We have come to know Yoga here in the West in the last century, but there has been some archeological evidence to suggest that it began in Sumeria over five thousand years ago. Knowledge of Yoga was traditionally passed down from teacher to student; but there are some scriptures that have survived during the past thousand years, and have recently come to light as a result of the work of B.K.S. Iyengar, an Indian teacher who has developed a large school in India that has branches throughout the world. Knowledge about yoga has increased exponentially during the past 20 years. It has become more accessible through improvements in communication, and it has also become a subject for scientific and medical research.
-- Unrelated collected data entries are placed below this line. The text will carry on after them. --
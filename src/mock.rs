use std::{
    collections::{HashMap, VecDeque},
    sync::{Arc, Mutex, MutexGuard},
    time::Duration,
};

use super::adapter::{
    RestBytes, RestError, RestErrorKind, RestFuture, RestRequest, RestResponse, RestResult,
    RestTransport,
};

/// Failure injected in place of the next answer.
#[derive(Clone, Debug)]
pub enum MockFailure {
    Connect(String),
    Timeout(String),
}

#[derive(Clone, Debug)]
pub struct MockResponse {
    pub status: u16,
    pub body: RestBytes,
}

impl MockResponse {
    pub fn new(status: u16, body: impl Into<RestBytes>) -> Self {
        Self {
            status,
            body: body.into(),
        }
    }

    pub fn text(status: u16, body: impl Into<String>) -> Self {
        Self::new(status, body.into())
    }
}

#[derive(Debug, Default)]
struct Recorded {
    failures: VecDeque<MockFailure>,
    by_url: HashMap<String, VecDeque<MockResponse>>,
    fallback: VecDeque<MockResponse>,
    requests: Vec<RestRequest>,
}

/// In-memory transport. Every request is recorded, then answered by the next
/// queued failure, the next response queued for its URL, the next unrouted
/// response, or an empty 200, in that order.
#[derive(Clone, Debug, Default)]
pub struct MockRestAdapter {
    inner: Arc<Mutex<Recorded>>,
}

impl MockRestAdapter {
    pub fn new() -> Self {
        Self::default()
    }

    pub fn failing(failure: MockFailure) -> Self {
        let adapter = Self::new();
        adapter.queue_failure(failure);
        adapter
    }

    fn lock(&self) -> MutexGuard<'_, Recorded> {
        self.inner.lock().expect("mock transport mutex poisoned")
    }

    pub fn queue_failure(&self, failure: MockFailure) {
        self.lock().failures.push_back(failure);
    }

    pub fn queue_response(&self, response: MockResponse) {
        self.lock().fallback.push_back(response);
    }

    pub fn queue_response_for(&self, url: impl Into<String>, response: MockResponse) {
        self.lock().by_url.entry(url.into()).or_default().push_back(response);
    }

    pub fn request_count(&self) -> usize {
        self.lock().requests.len()
    }

    pub fn requests(&self) -> Vec<RestRequest> {
        self.lock().requests.clone()
    }

    pub fn last_request(&self) -> Option<RestRequest> {
        self.lock().requests.last().cloned()
    }

    fn answer(&self, request: RestRequest) -> RestResult<RestResponse> {
        let mut recorded = self.lock();
        let failure = recorded.failures.pop_front();
        let url = request.url.clone();
        recorded.requests.push(request);

        match failure {
            Some(MockFailure::Connect(reason)) => {
                return Err(RestError::new(RestErrorKind::Connect, reason));
            }
            Some(MockFailure::Timeout(reason)) => {
                return Err(RestError::new(RestErrorKind::Timeout, reason));
            }
            None => {}
        }

        let answer = recorded
            .by_url
            .get_mut(&url)
            .and_then(VecDeque::pop_front)
            .or_else(|| recorded.fallback.pop_front())
            .unwrap_or_else(|| MockResponse::new(200, RestBytes::new()));
        Ok(RestResponse {
            status: answer.status,
            headers: Vec::new(),
            body: answer.body,
            elapsed: Duration::ZERO,
        })
    }
}

impl RestTransport for MockRestAdapter {
    fn execute(&self, request: RestRequest) -> RestFuture<RestResult<RestResponse>> {
        let result = self.answer(request);
        Box::pin(async move { result })
    }
}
Through the practice of gentle stretching and synchronising movement with breath, the performance of asanas can be greatly beneficial by toning muscles, nerves and organs; and increasing body awareness, mental concentration and focus which facilitates the practitioner to further develop a sitting meditation practice.

Tai Chi

Tai Chi is the “slow” martial art that along with Chi Gung, recently gained favorable attention in Bill Moyer’s Journal dealing with Alternative Health. It evolved during the latter part of the 1800’s in China. There are several schools; each one has evolved a slightly different “form” or series of movements. The form can vary from teacher to teacher, even within the same school.

Usually consisting of 18-36 positions in the short form and 108 positions in the long form, the practice consists of slow, continual motion during which the practitioner is to cultivate awareness of the continuum of the movement along with the breath. Initially it has a calming effect, probably because it calms the autonomic nervous system. But a deep study of Tai Chi also reveal such benefits as increased mental power and physical healing, because not only is it connected to the tradition of martial arts, but it also is related to the Chinese system of medicine. Meridians, or energy pathways within the body, are associated with the various organ systems; and by massaging these meridians and organs, the practitioner’s health is enhanced.